Apply a supplied function to each set of error sequences in a
region.
* unicode.el (unicode-error-translate-region) New.
Translate the error octets in a region to the corresponding
ASCII, control-1 and latin-1 characters.
diff -r 33f6ee3a6e75 lisp/unicode.el
--- a/lisp/unicode.el Thu Sep 06 21:51:29 2007 +0000
+++ b/lisp/unicode.el Sun Sep 09 11:38:27 2007 +0200
@@ -496,41 +496,109 @@ The second argument must be 'ucs, the th
;; Create all the Unicode error sequences, normally as jit-ucs-charset-0
;; characters starting at U+200000 (which isn't a valid Unicode code
- ;; point).
- (loop
- for i from #x00 to #xFF
- ;; #xd800 is the first leading surrogate; trailing surrogates must be in
- ;; the range #xdc00-#xdfff. These examples are not, so we intentionally
- ;; provoke an error sequence.
- do (decode-coding-string (format "\xd8\x00\x01%c" i) 'utf-16-be))
-
- ;; Make them available to user code.
- (defvar unicode-error-sequence-zero
- (aref (decode-coding-string "\xd8\x00\x01\x00" 'utf-16-be) 3)

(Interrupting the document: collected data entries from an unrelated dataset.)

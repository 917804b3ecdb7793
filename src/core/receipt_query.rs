//! Receipt query business logic.
//!
//! This module holds the filter criteria behind the receipt list (free-text
//! search, category, date range and sort order) and recomputes the visible list
//! from an already-fetched receipt collection. It also models the list endpoint's
//! query parameters so the same constraints can be sent to the backend or
//! evaluated locally against a snapshot.

use crate::{
    entities::Receipt,
    errors::{Error, Result},
};
use chrono::NaiveDate;
use serde::Serialize;
use std::{fmt, str::FromStr};
use tracing::debug;

/// Category criterion: everything, or receipts filed under one category.
#[derive(Debug, Clone, Copy, Default, PartialEq, Eq, Hash)]
pub enum CategoryFilter {
    /// No category filtering (`"all"`)
    #[default]
    All,
    /// Only receipts whose `category_id` equals this id
    Category(i64),
}

impl CategoryFilter {
    /// Whether a receipt with `category_id` passes this filter.
    ///
    /// Uncategorized receipts never match a concrete category.
    #[must_use]
    pub fn admits(self, category_id: Option<i64>) -> bool {
        match self {
            Self::All => true,
            Self::Category(id) => category_id == Some(id),
        }
    }
}

impl FromStr for CategoryFilter {
    type Err = Error;

    fn from_str(s: &str) -> Result<Self> {
        let trimmed = s.trim();
        if trimmed.eq_ignore_ascii_case("all") {
            return Ok(Self::All);
        }
        trimmed
            .parse::<i64>()
            .map(Self::Category)
            .map_err(|_| Error::InvalidFilter {
                value: s.to_string(),
            })
    }
}

impl fmt::Display for CategoryFilter {
    fn fmt(&self, f: &mut fmt::Formatter<'_>) -> fmt::Result {
        match self {
            Self::All => f.write_str("all"),
            Self::Category(id) => write!(f, "{id}"),
        }
    }
}

/// Sort order of the receipt list. Both keys sort descending.
#[derive(Debug, Clone, Copy, Default, PartialEq, Eq, Hash)]
pub enum SortKey {
    /// Newest `receipt_date` first
    #[default]
    DateDesc,
    /// Largest `amount` first
    AmountDesc,
}

impl SortKey {
    /// Wire name of the sort key.
    #[must_use]
    pub const fn as_str(self) -> &'static str {
        match self {
            Self::DateDesc => "date-desc",
            Self::AmountDesc => "amount-desc",
        }
    }
}

impl FromStr for SortKey {
    type Err = Error;

    fn from_str(s: &str) -> Result<Self> {
        match s.trim() {
            "date-desc" => Ok(Self::DateDesc),
            "amount-desc" => Ok(Self::AmountDesc),
            _ => Err(Error::InvalidFilter {
                value: s.to_string(),
            }),
        }
    }
}

impl fmt::Display for SortKey {
    fn fmt(&self, f: &mut fmt::Formatter<'_>) -> fmt::Result {
        f.write_str(self.as_str())
    }
}

/// Inclusive date bounds; an unset side imposes no constraint.
#[derive(Debug, Clone, Copy, Default, PartialEq, Eq)]
pub struct DateRange {
    /// Earliest admitted `receipt_date`
    pub start: Option<NaiveDate>,
    /// Latest admitted `receipt_date`
    pub end: Option<NaiveDate>,
}

impl DateRange {
    /// Range with both bounds given.
    #[must_use]
    pub const fn between(start: NaiveDate, end: NaiveDate) -> Self {
        Self {
            start: Some(start),
            end: Some(end),
        }
    }

    /// True when neither bound is set.
    #[must_use]
    pub const fn is_unbounded(&self) -> bool {
        self.start.is_none() && self.end.is_none()
    }

    /// Whether `date` lies within the bounds, both ends inclusive.
    #[must_use]
    pub fn contains(&self, date: NaiveDate) -> bool {
        self.start.is_none_or(|start| date >= start) && self.end.is_none_or(|end| date <= end)
    }
}

/// Filter criteria for the receipt list.
///
/// The default value is the unfiltered, newest-first view.
#[derive(Debug, Clone, Default, PartialEq, Eq)]
pub struct ReceiptQuery {
    /// Case-insensitive text matched against subject, vendor and sender
    pub search_query: String,
    /// Category criterion
    pub selected_category: CategoryFilter,
    /// Sort order
    pub sort_by: SortKey,
    /// Date bounds, applied first
    pub date_range: DateRange,
}

impl ReceiptQuery {
    /// Sets the free-text search.
    #[must_use]
    pub fn with_search(mut self, query: impl Into<String>) -> Self {
        self.search_query = query.into();
        self
    }

    /// Sets the category criterion.
    #[must_use]
    pub const fn with_category(mut self, category: CategoryFilter) -> Self {
        self.selected_category = category;
        self
    }

    /// Sets the sort order.
    #[must_use]
    pub const fn sorted_by(mut self, sort_by: SortKey) -> Self {
        self.sort_by = sort_by;
        self
    }

    /// Sets the date bounds.
    #[must_use]
    pub const fn within(mut self, date_range: DateRange) -> Self {
        self.date_range = date_range;
        self
    }

    /// Criteria restored to their defaults: empty search, all categories,
    /// newest first, no date bounds. The receipt list itself is untouched.
    #[must_use]
    #[allow(clippy::unused_self)]
    pub fn reset(&self) -> Self {
        Self::default()
    }

    /// True when no criterion differs from the defaults.
    #[must_use]
    pub fn is_default(&self) -> bool {
        *self == Self::default()
    }

    /// Lowercased search needle, or None when the query is empty or whitespace.
    #[must_use]
    pub fn search_needle(&self) -> Option<String> {
        if self.search_query.trim().is_empty() {
            None
        } else {
            Some(self.search_query.to_lowercase())
        }
    }

    /// Whether `receipt` passes the date, category and text criteria.
    #[must_use]
    pub fn matches(&self, receipt: &Receipt) -> bool {
        let needle = self.search_needle();
        self.matches_with(receipt, needle.as_deref())
    }

    fn matches_with(&self, receipt: &Receipt, needle: Option<&str>) -> bool {
        self.date_range.contains(receipt.receipt_date)
            && self.selected_category.admits(receipt.category_id)
            && needle.is_none_or(|n| receipt.mentions(n))
    }

    /// Produces the filtered, sorted view of `source`.
    ///
    /// Filters are independent predicates, so only their placement before the
    /// sort matters. The sort is stable: receipts with equal keys keep their
    /// order from `source`.
    ///
    /// # Arguments
    /// * `source` - Receipts as fetched from the backend
    ///
    /// # Returns
    /// A new list; `source` is never modified
    #[must_use]
    pub fn apply(&self, source: &[Receipt]) -> Vec<Receipt> {
        let needle = self.search_needle();
        let mut view: Vec<Receipt> = source
            .iter()
            .filter(|r| self.matches_with(r, needle.as_deref()))
            .cloned()
            .collect();

        match self.sort_by {
            SortKey::DateDesc => view.sort_by(|a, b| b.receipt_date.cmp(&a.receipt_date)),
            SortKey::AmountDesc => view.sort_by(|a, b| b.amount.total_cmp(&a.amount)),
        }

        debug!(
            "Receipt view recomputed: {} of {} receipts match (sort: {})",
            view.len(),
            source.len(),
            self.sort_by
        );
        view
    }
}

/// Query parameters accepted by the receipt list endpoint.
///
/// Serializes to the endpoint's parameter names, omitting unset fields.
#[derive(Debug, Clone, Default, PartialEq, Serialize)]
pub struct ReceiptListParams {
    /// Number of receipts to skip
    #[serde(skip_serializing_if = "Option::is_none")]
    pub skip: Option<usize>,
    /// Maximum number of receipts to return
    #[serde(skip_serializing_if = "Option::is_none")]
    pub limit: Option<usize>,
    /// Case-insensitive vendor substring
    #[serde(skip_serializing_if = "Option::is_none")]
    pub vendor: Option<String>,
    /// Exact category id
    #[serde(skip_serializing_if = "Option::is_none")]
    pub category_id: Option<i64>,
    /// Earliest receipt date, inclusive
    #[serde(skip_serializing_if = "Option::is_none")]
    pub start_date: Option<NaiveDate>,
    /// Latest receipt date, inclusive
    #[serde(skip_serializing_if = "Option::is_none")]
    pub end_date: Option<NaiveDate>,
    /// Smallest amount, inclusive
    #[serde(skip_serializing_if = "Option::is_none")]
    pub min_amount: Option<f64>,
    /// Largest amount, inclusive
    #[serde(skip_serializing_if = "Option::is_none")]
    pub max_amount: Option<f64>,
}

impl ReceiptListParams {
    /// The fetch issued for the receipt page: a page limit plus the query's date range.
    ///
    /// Category and text criteria stay client-side and are applied by
    /// [`ReceiptQuery::apply`] after the fetch.
    #[must_use]
    pub const fn for_query(query: &ReceiptQuery, limit: usize) -> Self {
        Self {
            skip: None,
            limit: Some(limit),
            vendor: None,
            category_id: None,
            start_date: query.date_range.start,
            end_date: query.date_range.end,
            min_amount: None,
            max_amount: None,
        }
    }

    /// Whether `receipt` satisfies every set constraint. Paging is ignored.
    #[must_use]
    pub fn matches(&self, receipt: &Receipt) -> bool {
        let vendor_ok = self.vendor.as_deref().is_none_or(|v| {
            receipt
                .vendor_name
                .as_deref()
                .is_some_and(|name| name.to_lowercase().contains(&v.to_lowercase()))
        });
        let dates = DateRange {
            start: self.start_date,
            end: self.end_date,
        };

        vendor_ok
            && self.category_id.is_none_or(|id| receipt.category_id == Some(id))
            && dates.contains(receipt.receipt_date)
            && self.min_amount.is_none_or(|min| receipt.amount >= min)
            && self.max_amount.is_none_or(|max| receipt.amount <= max)
    }

    /// Evaluates the parameters against a local collection, paging included.
    #[must_use]
    pub fn select(&self, source: &[Receipt]) -> Vec<Receipt> {
        source
            .iter()
            .filter(|r| self.matches(r))
            .skip(self.skip.unwrap_or(0))
            .take(self.limit.unwrap_or(usize::MAX))
            .cloned()
            .collect()
    }
}

/// Returns a copy of `source` with one receipt moved to `category_id`.
///
/// Used to refresh the list once the backend has accepted a category update.
///
/// # Errors
/// Returns `Error::ReceiptNotFound` when no receipt has `receipt_id`.
pub fn reassign_category(
    source: &[Receipt],
    receipt_id: i64,
    category_id: Option<i64>,
) -> Result<Vec<Receipt>> {
    if !source.iter().any(|r| r.id == receipt_id) {
        return Err(Error::ReceiptNotFound { id: receipt_id });
    }

    Ok(source
        .iter()
        .map(|r| {
            let mut r = r.clone();
            if r.id == receipt_id {
                r.category_id = category_id;
            }
            r
        })
        .collect())
}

- "The XEmacs character representing an invalid zero octet in Unicode.
-
-Subtract this character from each XEmacs character in an invalid sequence to
-get the octet on disk. E.g.
-
-\(- (aref (decode-coding-string ?\\x80 'utf-8) 0)
- unicode-error-characters-zero)
-=> ?\\x80
-
-You can search for invalid sequences using
-`unicode-error-sequence-regexp-range', which see. ")
+ ;; point). Make them available to user code.
+ (defvar unicode-error-default-translation-table
+ (loop
+ with char-table = (make-char-table 'char)
+ for i from ?\x00 to ?\xFF
+ do
+ (put-char-table (aref
+ ;; #xd800 is the first leading surrogate;
+ ;; trailing surrogates must be in the range
+ ;; #xdc00-#xdfff. These examples are not, so we
+ ;; intentionally provoke an error sequence.
+ (decode-coding-string (format "\xd8\x00\x00%c" i)
+ 'utf-16-be)
+ 3)
+ i
+ char-table)
+ finally return char-table)
+ "Translation table mapping Unicode error sequences to Latin-1 chars.
+
+To transform XEmacs Unicode error sequences to the Latin-1 characters that
+correspond to the octets on disk, you can use this variable. ")
(defvar unicode-error-sequence-regexp-range
- (format "%c-%c"
- (aref (decode-coding-string "\xd8\x00\x01\x00" 'utf-16-be) 3)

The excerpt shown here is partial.